The opening sets the story up and creates a great sense of foreboding about the role of the titular guillotine, which Duquesne intends to use as the centerpiece of a new illusion recreating the execution of Marie Antoinette. Unfortunately, the movie then loses its momentum through the long funeral and will reading scenes, with Cassie and Val exchanging tart looks and lines that tell us they are destined to wind up together. Later, their date sequence once again disrupts the creepy effect of the house and brings the mystery screeching to a halt. Duquesne, being dead, disappears for most of the film, which is too bad because Romero could really work a character of this sort given half a chance. Cassie and Dean find plenty of Scooby Doo scares inside the house, especially at night, but the tension is repeatedly broken by practical reveals or the decidedly unscary appearance of a cute little bunny. Spend two seconds trying to make sense of the bunny’s presence and you won’t be able to think about anything else. Who feeds this rabbit? Is it leaving trails of bunny poop all over the place? How does it jump three feet straight up to get on top of tables and desks? The bunny even has his own theme music, which cuts into the score every time he shows up.
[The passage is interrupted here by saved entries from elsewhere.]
//! Validated JSON extractor - Combines deserialization with validation.

use axum::{
    async_trait,
    extract::{rejection::JsonRejection, FromRequest, Request},
    Json,
};
use serde::de::DeserializeOwned;
use validator::{Validate, ValidationErrors};

use crate::errors::AppError;

/// JSON body that has been deserialized and passed its `Validate` rules.
///
/// Malformed JSON, missing fields, and rule violations all surface as
/// `AppError::Validation` (400).
pub struct ValidatedJson<T>(pub T);

#[async_trait]
impl<S, T> FromRequest<S> for ValidatedJson<T>
where
    S: Send + Sync,
    T: DeserializeOwned + Validate,
    Json<T>: FromRequest<S, Rejection = JsonRejection>,
{
    type Rejection = AppError;

    async fn from_request(req: Request, state: &S) -> Result<Self, Self::Rejection> {
        let Json(value) = Json::<T>::from_request(req, state)
            .await
            .map_err(|e| AppError::validation(e.body_text()))?;

        value
            .validate()
            .map_err(|e| AppError::validation(format_validation_errors(&e)))?;

        Ok(ValidatedJson(value))
    }
}

/// Render as `field: message` pairs, sorted by field name so the output
/// is stable.
fn format_validation_errors(errors: &ValidationErrors) -> String {
    let mut fields: Vec<_> = errors.field_errors().into_iter().collect();
    fields.sort_by(|a, b| a.0.cmp(&b.0));

    fields
        .into_iter()
        .flat_map(|(field, errs)| {
            errs.iter().map(move |e| {
                let message = e
                    .message
                    .as_ref()
                    .map(|m| m.to_string())
                    .unwrap_or_else(|| "is invalid".to_string());
                format!("{}: {}", field, message)
            })
        })
        .collect::<Vec<_>>()
        .join(", ")
}
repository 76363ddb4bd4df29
//! User domain entity and related types.

use chrono::{DateTime, Utc};
use once_cell::sync::Lazy;
use regex::Regex;
use serde::{Deserialize, Serialize};
use uuid::Uuid;

use crate::config::{USERNAME_PATTERN, USERNAME_PATTERN_MESSAGE};
use crate::errors::{AppError, AppResult};

/// Compiled `USERNAME_PATTERN`
pub static USERNAME_RE: Lazy<Regex> =
    Lazy::new(|| Regex::new(USERNAME_PATTERN).expect("valid username pattern"));

/// Account type, stored and exchanged as its numeric code.
#[derive(Debug, Clone, Copy, Default, PartialEq, Eq, Serialize, Deserialize)]
#[serde(try_from = "i16", into = "i16")]
pub enum UserType {
    Admin = 1,
    #[default]
    Candidate = 2,
    Hr = 3,
}

impl UserType {
    pub fn code(self) -> i16 {
        self as i16
    }

    pub fn label(self) -> &'static str {
        match self {
            UserType::Admin => "admin",
            UserType::Candidate => "candidate",
            UserType::Hr => "hr",
        }
    }
}

impl TryFrom<i16> for UserType {
    type Error = String;

    fn try_from(code: i16) -> Result<Self, Self::Error> {
        match code {
            1 => Ok(UserType::Admin),
            2 => Ok(UserType::Candidate),
            3 => Ok(UserType::Hr),
            other => Err(format!("\"{}\" is not a valid choice.", other)),
        }
    }
}

impl From<UserType> for i16 {
    fn from(user_type: UserType) -> Self {
        user_type.code()
    }
}

impl std::fmt::Display for UserType {
    fn fmt(&self, f: &mut std::fmt::Formatter<'_>) -> std::fmt::Result {
        f.write_str(self.label())
    }
}

/// User domain entity
#[derive(Debug, Clone, Serialize, Deserialize)]
pub struct User {
    pub id: Uuid,
    pub username: String,
    pub email: String,
    pub phone: String,
    pub user_type: UserType,
    pub team_name: Option<String>,
    pub skill: Option<String>,
    pub location: String,
    pub is_active: bool,
    pub is_staff: bool,
    pub is_admin: bool,
    #[serde(skip_serializing)]
    pub password_hash: String,
    pub last_login: Option<DateTime<Utc>>,
    pub created_at: DateTime<Utc>,
    pub updated_at: DateTime<Utc>,
}

impl User {
    /// Every permission is granted to every user.
    pub fn has_perm(&self, _perm: &str) -> bool {
        true
    }

    /// Every app is visible to every user.
    pub fn has_module_perms(&self, _app_label: &str) -> bool {
        true
    }

    /// Grant admin and staff status.
    pub fn promote_to_superuser(&mut self) {
        self.is_admin = true;
        self.is_staff = true;
        self.updated_at = Utc::now();
    }

    /// Record a successful login.
    pub fn touch_last_login(&mut self) {
        let now = Utc::now();
        self.last_login = Some(now);
        self.updated_at = now;
    }
}

/// Username, or the email when no username was given.
impl std::fmt::Display for User {
    fn fmt(&self, f: &mut std::fmt::Formatter<'_>) -> std::fmt::Result {
        if self.username.is_empty() {
            f.write_str(&self.email)
        } else {
            f.write_str(&self.username)
        }
    }
}

/// Validated field set for inserting a user. The password is already hashed.
#[derive(Debug, Clone, Default)]
pub struct NewUser {
    pub username: String,
    pub email: String,
    pub phone: String,
    pub user_type: UserType,
    pub team_name: Option<String>,
    pub skill: Option<String>,
    pub location: String,
    pub password_hash: String,
}

/// Lowercase the domain part of an email address.
///
/// The local part is case-sensitive per RFC 5321 and is kept as given.
pub fn normalize_email(email: &str) -> String {
    let email = email.trim();
    match email.rsplit_once('@') {
        Some((local, domain)) => format!("{}@{}", local, domain.to_lowercase()),
        None => email.to_string(),
    }
}

/// Check a username against the allowed character set.
pub fn validate_username(username: &str) -> AppResult<()> {
    if USERNAME_RE.is_match(username) {
        Ok(())
    } else {
        Err(AppError::validation(USERNAME_PATTERN_MESSAGE))
    }
}
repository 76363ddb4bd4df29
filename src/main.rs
//! usermgmt - Application entry point
//!
//! CLI-based entry point that dispatches to the serve, migrate and
//! createsuperuser commands.

use clap::Parser;
use tracing_subscriber::{layer::SubscriberExt, util::SubscriberInitExt};

use usermgmt::{
    cli::{Cli, Commands},
    commands,
    config::Config,
};

#[tokio::main]
async fn main() {
    let cli = Cli::parse();

    // Verbose mode forces debug level
    init_tracing(cli.verbose);

    let config = Config::from_env();
    tracing::debug!(?config, "Configuration loaded");

    let result = match cli.command {
        Commands::Serve(args) => commands::serve::execute(args, config).await,
        Commands::Migrate(args) => commands::migrate::execute(args, config).await,
        Commands::CreateSuperuser(args) => commands::create_superuser::execute(args, config).await,
    };

    if let Err(e) = result {
        tracing::error!("Command failed: {}", e);
        std::process::exit(1);
    }
}

fn init_tracing(verbose: bool) {
    let filter = if verbose {
        "debug".to_string()
    } else {
        std::env::var("RUST_LOG").unwrap_or_else(|_| "info".to_string())
    };

    tracing_subscriber::registry()
        .with(tracing_subscriber::fmt::layer())
        .with(tracing_subscriber::EnvFilter::new(filter))
        .init();
}
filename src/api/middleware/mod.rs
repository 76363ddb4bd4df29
//! API middleware.

mod auth;

pub use auth::{auth_middleware, CurrentUser};
//! Createsuperuser command - Bootstraps an administrator account.

use std::sync::Arc;

use crate::cli::args::CreateSuperuserArgs;
use crate::config::Config;
use crate::domain::{validate_username, User};
use crate::errors::{AppError, AppResult};
use crate::infra::{Database, UserRepository, UserStore};
use crate::services::{UserManager, UserService};

/// Execute the createsuperuser command
pub async fn execute(args: CreateSuperuserArgs, config: Config) -> AppResult<()> {
    let db = Database::open_migrated(&config.database_url)
        .await
        .map_err(|e| AppError::internal(format!("Database connection failed: {}", e)))?;
    let repo: Arc<dyn UserRepository> = Arc::new(UserStore::new(db.get_connection()));

    let user = create(&UserManager::new(repo), args).await?;
    println!("Superuser {} created ({})", user.email, user.id);

    Ok(())
}

/// Validate the arguments and hand them to the user factory.
pub async fn create(users: &dyn UserService, args: CreateSuperuserArgs) -> AppResult<User> {
    validate_username(&args.username)?;
    users
        .create_superuser(args.username, args.email, args.password)
        .await
}
//! User registration handler.

use axum::{extract::State, http::StatusCode, response::Json, routing::post, Router};

use crate::api::extractors::ValidatedJson;
use crate::api::AppState;
use crate::errors::AppResult;
use crate::serializers::{RegisterRequest, RegisteredUser};

/// Create user routes
pub fn user_routes() -> Router<AppState> {
    Router::new().route("/register/", post(register))
}

/// Register a new user
#[utoipa::path(
    post,
    path = "/users/register/",
    tag = "Users",
    request_body = RegisterRequest,
    responses(
        (status = 201, description = "User registered", body = RegisteredUser),
        (status = 400, description = "Validation error or duplicate username/email/phone")
    )
)]
pub async fn register(
    State(state): State<AppState>,
    ValidatedJson(payload): ValidatedJson<RegisterRequest>,
) -> AppResult<(StatusCode, Json<RegisteredUser>)> {
    let user = payload.save(state.user_service.as_ref()).await?;

    Ok((StatusCode::CREATED, Json(RegisteredUser::from(&user))))
}
//! Application state - Dependency injection container.

use std::sync::Arc;

use crate::config::Config;
use crate::infra::{Database, UserRepository, UserStore};
use crate::services::{AuthService, Authenticator, UserManager, UserService};

/// Shared by every handler; cloning only bumps reference counts.
#[derive(Clone)]
pub struct AppState {
    pub auth_service: Arc<dyn AuthService>,
    pub user_service: Arc<dyn UserService>,
    pub database: Arc<Database>,
}

impl AppState {
    /// Wire the SeaORM-backed repository into both services.
    pub fn from_database(database: Arc<Database>, config: Config) -> Self {
        let repo: Arc<dyn UserRepository> = Arc::new(UserStore::new(database.get_connection()));

        Self {
            auth_service: Arc::new(Authenticator::new(repo.clone(), config)),
            user_service: Arc::new(UserManager::new(repo)),
            database,
        }
    }
}
//! Password value object - Domain layer password handling.
//!
//! Centralizes the Argon2 configuration used for hashing and verification.

use argon2::{
    password_hash::{rand_core::OsRng, PasswordHash, PasswordHasher, PasswordVerifier, SaltString},
    Argon2,
};
use uuid::Uuid;

use crate::config::UNUSABLE_PASSWORD_PREFIX;
use crate::errors::{AppError, AppResult};

/// Password value object that handles hashing and verification.
///
/// Only ever holds the salted hash; the plain text is dropped as soon
/// as it has been hashed.
#[derive(Clone)]
pub struct Password {
    hash: String,
}

// Don't expose hash in debug output (security)
impl std::fmt::Debug for Password {
    fn fmt(&self, f: &mut std::fmt::Formatter<'_>) -> std::fmt::Result {
        f.debug_struct("Password")
            .field("hash", &"[REDACTED]")
            .finish()
    }
}

impl Password {
    /// Create a new password by hashing the plain text.
    ///
    /// # Errors
    /// Returns an internal error if the hasher fails.
    pub fn new(plain_text: &str) -> AppResult<Self> {
        let hash = Self::hash(plain_text)?;
        Ok(Self { hash })
    }

    /// Hash `plain_text` when present, otherwise produce an unusable
    /// password that never verifies.
    pub fn from_optional(plain_text: Option<&str>) -> AppResult<Self> {
        match plain_text {
            Some(plain) => Self::new(plain),
            None => Ok(Self::unusable()),
        }
    }

    /// A password marker that no input can match.
    pub fn unusable() -> Self {
        Self {
            hash: format!("{}{}", UNUSABLE_PASSWORD_PREFIX, Uuid::new_v4().simple()),
        }
    }

    /// Create a Password from an existing hash (from database).
    pub fn from_hash(hash: String) -> Self {
        Self { hash }
    }

    /// Consume and return the hash string.
    pub fn into_string(self) -> String {
        self.hash
    }

    /// Whether this password can ever verify.
    pub fn is_usable(&self) -> bool {
        !self.hash.starts_with(UNUSABLE_PASSWORD_PREFIX)
    }

    /// Verify a plain text password against this hash.
    pub fn verify(&self, plain_text: &str) -> bool {
        if !self.is_usable() {
            return false;
        }
        Self::verify_hash(plain_text, &self.hash).unwrap_or(false)
    }

    fn hash(plain_text: &str) -> AppResult<String> {
        let salt = SaltString::generate(&mut OsRng);
        let hash = Self::argon2()
            .hash_password(plain_text.as_bytes(), &salt)
            .map_err(|e| AppError::internal(format!("Password hash failed: {}", e)))?;
        Ok(hash.to_string())
    }

    fn verify_hash(plain_text: &str, hash: &str) -> AppResult<bool> {
        let parsed = PasswordHash::new(hash)
            .map_err(|e| AppError::internal(format!("Invalid hash format: {}", e)))?;
        Ok(Self::argon2()
            .verify_password(plain_text.as_bytes(), &parsed)
            .is_ok())
    }

    #[inline]
    fn argon2() -> Argon2<'static> {
        Argon2::default()
    }
}
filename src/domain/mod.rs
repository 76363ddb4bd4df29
//! Domain layer - Core business entities and logic
//!
//! The user entity, its account type, and the password value object.
//! Nothing here touches the database or HTTP.

pub mod password;
pub mod user;

pub use password::Password;
pub use user::{normalize_email, validate_username, NewUser, User, UserType};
Only in the third act does the picture really get rolling, and it’s difficult to say much about that without spoiling the climax. Before the grand finale, however, we do get some fun haunted house moments, especially when the newly hired housekeeper (Connie Gilchrist) discovers one of Duquesne’s practical jokes. The best performance in the picture belongs to Virginia Gregg as Dolly Bast, the devoted nurse who once cared for baby Cassie and stayed on to look after Duquesne until his death. Gregg gets to take Dolly through a variety of moods, from grieving unrequited lover to wild-eyed harridan, and she keeps us guessing about her character’s motives right up to the end. If anyone in the movie realizes this is supposed to be horror, it’s definitely Gregg, and her scenes in the house are the scariest and most effective moments of the whole show.

Director William Conrad was primarily an actor, probably best remembered today for his leading role on the television series, Jake and the Fatman, but he also directed The Man from Galveston (1963) and My Blood Runs Cold (1965). You can see more of Connie Stevens in Rock-a-Bye Baby (1958), Susan Slade (1961), and Never Too Late (1965). Dean Jones is best known for his roles in Disney films like Blackbeard’s Ghost (1968), The Love Bug (1968), and The Shaggy D.A. (1976). Look for Cesar Romero in Wee Willie Winkie (1937), Week-End in Havana (1941), and Captain from Castile (1947). Virginia Gregg had 200 screen credits to her name when she died in 1986; she appeared in Love is a Many-Splendored Thing (1955), Operation Petticoat (1959), and The Hanging Tree (1959), but if you close your eyes you might also recognize her as the voice of Norma Bates in Psycho (1960).

Two on a Guillotine is currently available for streaming on Warner Archive Instant.